La genèse de la race Eurasier
L’histoire de l’Eurasier commence en 1960 quand Julius Wipfel (1913-2002) qui habitait alors Weinheim (Allemagne) a croisé un spitz-loup et un chow-chow. Le but de Julius Wipfel était de créer une race stable, en bonne santé et sociable ; en quelque sorte le chien de compagnie par excellence.
Pourquoi créer une race nouvelle alors même qu’il en existe tant ! La réponse, on la trouve dans la vie même de Julius Wipfel qui a laissé lors de sa mort toutes les données sur l’élevage dès les débuts. Julius Wipfel est né à Manheim, en Allemagne. Il a toujours été passionné par les expéditions polaires et a toujours possédé des chiens (toujours des races mélangées). Après la seconde guerre mondiale, les alliés, notamment les canadiens ont quitté l’Allemagne en laissant derrière eux leurs chiens. Julius Wipfel et son épouse Elfriede ont recueilli chez eux l’un de ces chiens de type chien de traineau et l’ont appelé « le Canadien ».
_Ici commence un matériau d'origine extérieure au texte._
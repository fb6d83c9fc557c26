//! AI engagement campaigns

use crate::client::ApiClient;
use crate::envelope;
use crate::error::Result;
use crate::normalize::calendar_date;
use crate::resources::to_body;
use serde::{Deserialize, Serialize};
use serde_json::json;

/// What the campaign generates.
#[derive(Debug, Clone, Copy, PartialEq, Eq, Serialize, Deserialize)]
#[serde(rename_all = "snake_case")]
pub enum CampaignType {
    Engagement,
    Posts,
    Comments,
}

/// Campaign lifecycle. The UI only toggles between active and paused;
/// completed is terminal.
#[derive(Debug, Clone, Copy, PartialEq, Eq, Serialize, Deserialize)]
#[serde(rename_all = "snake_case")]
pub enum CampaignStatus {
    Active,
    Paused,
    Completed,
}

impl CampaignStatus {
    pub fn as_str(&self) -> &'static str {
        match self {
            Self::Active => "active",
            Self::Paused => "paused",
            Self::Completed => "completed",
        }
    }

    /// The status the pause/resume toggle moves to, if any.
    pub fn toggled(&self) -> Option<Self> {
        match self {
            Self::Active => Some(Self::Paused),
            Self::Paused => Some(Self::Active),
            Self::Completed => None,
        }
    }
}

/// An AI campaign row.
#[derive(Debug, Clone, PartialEq, Serialize, Deserialize)]
#[serde(rename_all = "camelCase")]
pub struct AiCampaign {
    pub id: String,
    pub name: String,
    #[serde(rename = "type")]
    pub campaign_type: CampaignType,
    pub status: CampaignStatus,
    pub interactions: u64,
    pub reach: u64,
    pub started_at: String,
}

/// Payload for a new campaign.
#[derive(Debug, Clone, Serialize)]
#[serde(rename_all = "camelCase")]
pub struct CampaignDraft {
    pub name: String,
    #[serde(rename = "type")]
    pub campaign_type: CampaignType,
    pub status: CampaignStatus,
}

#[derive(Debug, Deserialize)]
#[serde(rename_all = "camelCase")]
struct CampaignWire {
    id: String,
    #[serde(default)]
    name: String,
    #[serde(rename = "type")]
    campaign_type: CampaignType,
    status: CampaignStatus,
    #[serde(default)]
    interactions: u64,
    #[serde(default)]
    reach: u64,
    #[serde(default)]
    started_at: String,
}

impl CampaignWire {
    fn into_view(self) -> AiCampaign {
        AiCampaign {
            id: self.id,
            name: self.name,
            campaign_type: self.campaign_type,
            status: self.status,
            interactions: self.interactions,
            reach: self.reach,
            started_at: calendar_date(&self.started_at),
        }
    }
}

/// List all AI campaigns.
pub async fn list(api: &ApiClient) -> Result<Vec<AiCampaign>> {
    let payload = api.get("/ai-campaigns").await?;
    let rows: Vec<CampaignWire> = envelope::data(payload)?;
    Ok(rows.into_iter().map(CampaignWire::into_view).collect())
}

/// Create a campaign.
pub async fn create(api: &ApiClient, draft: &CampaignDraft) -> Result<()> {
    api.post("/ai-campaigns", &to_body(draft)?).await?;
    Ok(())
}

/// Set a campaign's status.
pub async fn update_status(api: &ApiClient, id: &str, status: CampaignStatus) -> Result<()> {
    api.patch(
        &format!("/ai-campaigns/{id}"),
        &json!({ "status": status.as_str() }),
    )
    .await?;
    Ok(())
}

/// Delete a campaign.
pub async fn delete(api: &ApiClient, id: &str) -> Result<()> {
    api.delete(&format!("/ai-campaigns/{id}")).await?;
    Ok(())
}

#[cfg(test)]
mod tests {
    use super::*;
    use serde_json::json;

    #[test]
    fn toggle_skips_completed() {
        assert_eq!(CampaignStatus::Active.toggled(), Some(CampaignStatus::Paused));
        assert_eq!(CampaignStatus::Paused.toggled(), Some(CampaignStatus::Active));
        assert_eq!(CampaignStatus::Completed.toggled(), None);
    }

    #[test]
    fn row_normalizes_start_date() {
        let wire: CampaignWire = serde_json::from_value(json!({
            "id": "c1",
            "name": "Welcome wave",
            "type": "engagement",
            "status": "active",
            "interactions": 4200,
            "startedAt": "2024-02-10T09:30:00Z"
        }))
        .unwrap();

        let campaign = wire.into_view();
        assert_eq!(campaign.campaign_type, CampaignType::Engagement);
        assert_eq!(campaign.started_at, "2024-02-10");
        assert_eq!(campaign.reach, 0);
    }

    #[test]
    fn draft_serializes_type_field() {
        let draft = CampaignDraft {
            name: "Replies".into(),
            campaign_type: CampaignType::Comments,
            status: CampaignStatus::Paused,
        };
        assert_eq!(
            to_body(&draft).unwrap(),
            json!({ "name": "Replies", "type": "comments", "status": "paused" })
        );
    }
}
Ce chien était de couleur noire, d’origine inconnue, et ressemblait à un croisement avec un chien esquimau et un samoyède. Il avait la tête d’un loup et des oreilles droites. Très rapidement, le chien s’est adapté à eux et à leur fils en bas âge. Toutefois, il restait très peu fiable avec les étrangers. Ce chien a été le motif de la création d’une nouvelle race. Dans son livre « Eurasier », Julius Wipfel écrivait au sujet du « Canadien » : « ce chien était extrêmement intelligent et il avait un comportement indomptable et dangereux. Il a hurlé comme un loup et a tué tous les petits animaux qui ont traversé son chemin. Nous l’avons aimé », écrit Julius Wipfel, même si ce chien était « un diable bien-aimé » jusqu’à sa mort. Après sa mort, Julius et Elfriede Wipfel ont voulu retrouver un chien qui leur rappelait « le Canadien ».
C’est ainsi qu’ils ont accueilli chez eux Bella von der Waldmühle, une femelle spitz-loup. Le spitz-loup est l’une des plus anciennes races de chiens en Europe. L’apparence de Bella leur rappelait leur premier chien, mais le tempérament de Bella était bien meilleur. Ils ont élevé des spitz-loups et ont eu plusieurs portées. Après la guerre, le spitz-loup est tombé un peu en désuétude et les Wipfel ne perdaient pas de vue d’élever un chien dans lequel ils retrouveraient leur Bella et « le Canadien ». Ils décidèrent de se lancer dans ce projet. D’autre part, Julius Wipfel lisait beaucoup d’ouvrages et de travaux réalisés par Konrad Lorenz (zoologue et un ornithologue autrichien). Il était particulièrement intéressé par les témoignages de Konrad Lorenz sur le croisement accidentel d’un chow-chow et d’un berger allemand, notamment sur le tempérament des chiots. Aussi, Julius Wipfel projetait de rencontrer Konrad Lorenz pour lui parler de son projet. Dans l’attente, Julius Wipfel a étudié et expérimenté la génétique. Sur la base de ses travaux, il a décidé de croiser Bella avec un chow-chow, l’une des plus anciennes races dans le monde. Sa théorie était que le chow-chow avait le plus de « gènes primitifs ». De plus l’anatomie des ces deux races était très adaptée. Dans son schéma généalogique, Julius Wipfel a démontré que le chow-chow et le spitz-loup étaient au même niveau que les descendants des vieux chiens Canis familiaris palustris, le premier chien domestiqué par les hommes du néolithique, qui donna naissance aux deux branches de la famille des Spitz : européenne, dont on considère que le Spitz-Loup est le plus beau représentant, et asiatique, dont la forme la plus achevée est le Chow-Chow.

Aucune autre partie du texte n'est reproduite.